Two contrasting views of how tech power views women have been emerging for the last 10 years and there are two Silicon Valleys - two worldviews within the tech industry. First, there is the tech world 95% of us live in. Intense work on powerful technology, long hours, explosive markets, serious investors, growing revenue and creating long lasting products and customer engagement. Some gender bias in graduating degrees (yes I write often that we need more women in STEM), little gender bias in the workplace, no misogyny in the office.
And then there is the tech world that attracts press and discourse because it drives traffic -- the world of the tech boy culture so perfectly captured by TitStare. But it's rare. It's now almost as unimaginable as a politician sending a text photo of his penis to a woman via social media -- but wait, that was real too! Some people's (lack of) intelligence boggles my mind.
But if you do run into the second tech world, the misogynistic one, and it makes you angry, remember: don't get mad, get even. Smile and take over. Whether you are female or male, don't tolerate the behavior and it will, eventually, die.
Tuesday, September 3, 2013
It's an old saying "people buy from people" but with our dependance on digital communication sometimes salespeople forget and rely too much on email and texting. It feels safer, you can plan and think out what you are going to say and you won't surprise the person you need to communicate with. But it's just not effective, even in a world where we are all fast iPhone typists - as the WSJ wrote last week: Bosses Say "Pick up the Phone".
The reality is, despite our growing dependency on text and email, you can't sell that way - well not enterprise level solutions anyway. Big deals, thousands of users, game changing applications - they are sold through human relationships and at many levels of relationship.
For example, you can't develop a champion in email. Champions help you get the deal done and they help you get it done on your timeline. They help you because they believe in your solution, and just as importantly they help you because they like you. They learn to like you based on your voice and some personal exchange as well as professional from and/or in person interaction, not text. Even better an in person meeting -- they are your champion because you connect at a human level and so they'll go to bat for you.

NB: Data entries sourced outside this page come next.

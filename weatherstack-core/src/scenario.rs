//! Contract scenarios against the `current` endpoint.
//!
//! Each [`Scenario`] issues its own request(s) and runs its own checks, so
//! scenarios can run in any order or concurrently against one shared client.

use serde_json::Value;
use std::fmt;
use thiserror::Error;
use tracing::info;

use crate::{
    assertions::{
        self, AssertionError, JsonType, assert_field_contains, assert_field_equals,
        assert_field_exists, assert_field_type, assert_header_value, assert_status_code,
    },
    client::{ClientError, WeatherstackClient},
    model::{ApiResponse, CurrentWeatherRequest, ErrorCode, Units},
    schema::Schema,
};

/// Content type the service sends on every response.
pub const JSON_CONTENT_TYPE: &str = "application/json; Charset=UTF-8";

pub const SUCCESS_LOCATIONS: [&str; 3] = ["New Delhi", "New York", "London"];

pub const INVALID_LOCATIONS: [&str; 2] = ["NonExistentCity12345", "InvalidQuery@#$"];

pub const UNIT_CASES: [(&str, Units); 3] =
    [("Paris", Units::Metric), ("Tokyo", Units::Fahrenheit), ("Berlin", Units::Scientific)];

pub const INVALID_ACCESS_KEY: &str = "invalid_key_123";

/// Location queried by the invalid-key scenario.
pub const INVALID_KEY_QUERY: &str = "New York";

#[derive(Debug, Error)]
pub enum ScenarioError {
    #[error(transparent)]
    Client(#[from] ClientError),

    #[error(transparent)]
    Assertion(#[from] AssertionError),
}

#[derive(Debug, Clone, PartialEq, Eq)]
pub enum Scenario {
    CurrentWeatherSuccess { location: String },
    InvalidAccessKey,
    InvalidLocation { location: String },
    WithUnits { query: String, units: Units },
    MissingQuery,
    RepeatedRequest { location: String },
}

impl Scenario {
    /// Every scenario in the catalogue, parameterized cases expanded.
    pub fn all() -> Vec<Scenario> {
        let mut all: Vec<Scenario> = SUCCESS_LOCATIONS
            .iter()
            .map(|l| Scenario::CurrentWeatherSuccess { location: l.to_string() })
            .collect();

        all.push(Scenario::InvalidAccessKey);
        all.extend(
            INVALID_LOCATIONS
                .iter()
                .map(|l| Scenario::InvalidLocation { location: l.to_string() }),
        );
        all.extend(
            UNIT_CASES
                .iter()
                .map(|(q, units)| Scenario::WithUnits { query: q.to_string(), units: *units }),
        );
        all.push(Scenario::MissingQuery);
        all.push(Scenario::RepeatedRequest { location: SUCCESS_LOCATIONS[2].to_string() });

        all
    }

    pub fn name(&self) -> String {
        match self {
            Scenario::CurrentWeatherSuccess { location } => {
                format!("current_weather_success[{location}]")
            }
            Scenario::InvalidAccessKey => "invalid_access_key".to_string(),
            Scenario::InvalidLocation { location } => format!("invalid_location[{location}]"),
            Scenario::WithUnits { query, units } => format!("with_units[{query}-{units}]"),
            Scenario::MissingQuery => "missing_query".to_string(),
            Scenario::RepeatedRequest { location } => format!("repeated_request[{location}]"),
        }
    }

    pub async fn run(&self, client: &WeatherstackClient) -> Result<(), ScenarioError> {
        info!(scenario = %self, "Running scenario");

        match self {
            Scenario::CurrentWeatherSuccess { location } => {
                current_weather_success(client, location).await
            }
            Scenario::InvalidAccessKey => invalid_access_key(client).await,
            Scenario::InvalidLocation { location } => invalid_location(client, location).await,
            Scenario::WithUnits { query, units } => with_units(client, query, *units).await,
            Scenario::MissingQuery => missing_query(client).await,
            Scenario::RepeatedRequest { location } => repeated_request(client, location).await,
        }
    }
}

impl fmt::Display for Scenario {
    fn fmt(&self, f: &mut fmt::Formatter<'_>) -> fmt::Result {
        f.write_str(&self.name())
    }
}

/// Status 200 plus the JSON content type, then decode the body.
fn expect_json_ok(response: &ApiResponse) -> Result<Value, ScenarioError> {
    // The service answers application-level failures with 200 too.
    assert_status_code(response, 200)?;
    assert_header_value(response, "Content-Type", JSON_CONTENT_TYPE)?;
    Ok(response.json()?)
}

/// Full check of an error body against a known error code.
pub fn expect_error_payload(response: &ApiResponse, expected: ErrorCode) -> Result<(), ScenarioError> {
    let body = expect_json_ok(response)?;

    assertions::validate_schema(&body, Schema::Error)?;

    let error = &body["error"];
    assert_field_equals(&body, "success", false)?;
    assert_field_equals(error, "code", expected.code())?;
    assert_field_equals(error, "type", expected.error_type())?;
    assert_field_exists(error, "info")?;
    assert_field_contains(error, "info", expected.info())?;

    Ok(())
}

/// Success body for `location`: schema, echoed query and name, integer temperature.
pub fn expect_current_weather(response: &ApiResponse, location: &str) -> Result<(), ScenarioError> {
    let body = expect_json_ok(response)?;

    assertions::validate_schema(&body, Schema::CurrentWeather)?;

    assert_field_contains(&body["request"], "query", location)?;
    assert_field_exists(&body["location"], "name")?;
    assert_field_equals(&body["location"], "name", location)?;
    assert_field_exists(&body["current"], "temperature")?;
    assert_field_type(&body["current"], "temperature", JsonType::Integer)?;

    Ok(())
}

pub async fn current_weather_success(
    client: &WeatherstackClient,
    location: &str,
) -> Result<(), ScenarioError> {
    let response = client.get_current_weather(&CurrentWeatherRequest::new(location)).await?;
    expect_current_weather(&response, location)
}

/// Uses a separate client carrying a bad key; `client` itself is never changed.
pub async fn invalid_access_key(client: &WeatherstackClient) -> Result<(), ScenarioError> {
    let bad_client = client.with_access_key(INVALID_ACCESS_KEY);
    let response = bad_client
        .get_current_weather(&CurrentWeatherRequest::new(INVALID_KEY_QUERY))
        .await?;

    expect_error_payload(&response, ErrorCode::InvalidAccessKey)
}

pub async fn invalid_location(
    client: &WeatherstackClient,
    location: &str,
) -> Result<(), ScenarioError> {
    let response = client.get_current_weather(&CurrentWeatherRequest::new(location)).await?;
    expect_error_payload(&response, ErrorCode::RequestFailed)
}

pub async fn with_units(
    client: &WeatherstackClient,
    query: &str,
    units: Units,
) -> Result<(), ScenarioError> {
    let request = CurrentWeatherRequest::new(query).units(units);
    let response = client.get_current_weather(&request).await?;
    let body = expect_json_ok(&response)?;

    assert_field_equals(&body["request"], "unit", units.as_str())?;
    assert_field_exists(&body["current"], "temperature")?;
    assert_field_type(&body["current"], "temperature", JsonType::Integer)?;

    Ok(())
}

pub async fn missing_query(client: &WeatherstackClient) -> Result<(), ScenarioError> {
    let response = client.get_current_weather(&CurrentWeatherRequest::new("")).await?;
    expect_error_payload(&response, ErrorCode::MissingQuery)
}

/// Same request twice; both answers must conform. Live values may differ between them.
pub async fn repeated_request(
    client: &WeatherstackClient,
    location: &str,
) -> Result<(), ScenarioError> {
    let request = CurrentWeatherRequest::new(location);

    for _ in 0..2 {
        let response = client.get_current_weather(&request).await?;
        let body = expect_json_ok(&response)?;

        assertions::validate_schema(&body, Schema::CurrentWeather)?;
        assert_field_type(&body["current"], "temperature", JsonType::Integer)?;
    }

    Ok(())
}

You can't develop a coach by texting and Tweeting. Coaches tell you the lay of the land, who has what political agenda, what the buying process is going to be and who's going to approve it. Coaches tell you things you probably should not know, and that they would never put in writing, but they'll tell you in person over a cup of coffee or a glass of wine because they think what you're doing is good for their company and they want to see you win. People don't take risk for people they've never spoken with or met.
You don't get referred up and across a Fortune 100 in email. In a big company up-and-coming players know the power of face time. If they are going to take you to a CxO or GM they are going to do it in person, and that means they need to know you're presentable and going to make them look good. That means they've spent enough time with you to trust you. Can you imagine being referred to the CIO of a sister division of a giant global company by someone you've never talked with? Trust isn't built digitally.
So if you want to be a killer enterprise sales rep pick up the phone, or better yet get in the car or on a plane, because there is simply no substitute for meeting in person, although you probably don't have to get as close as Donkey.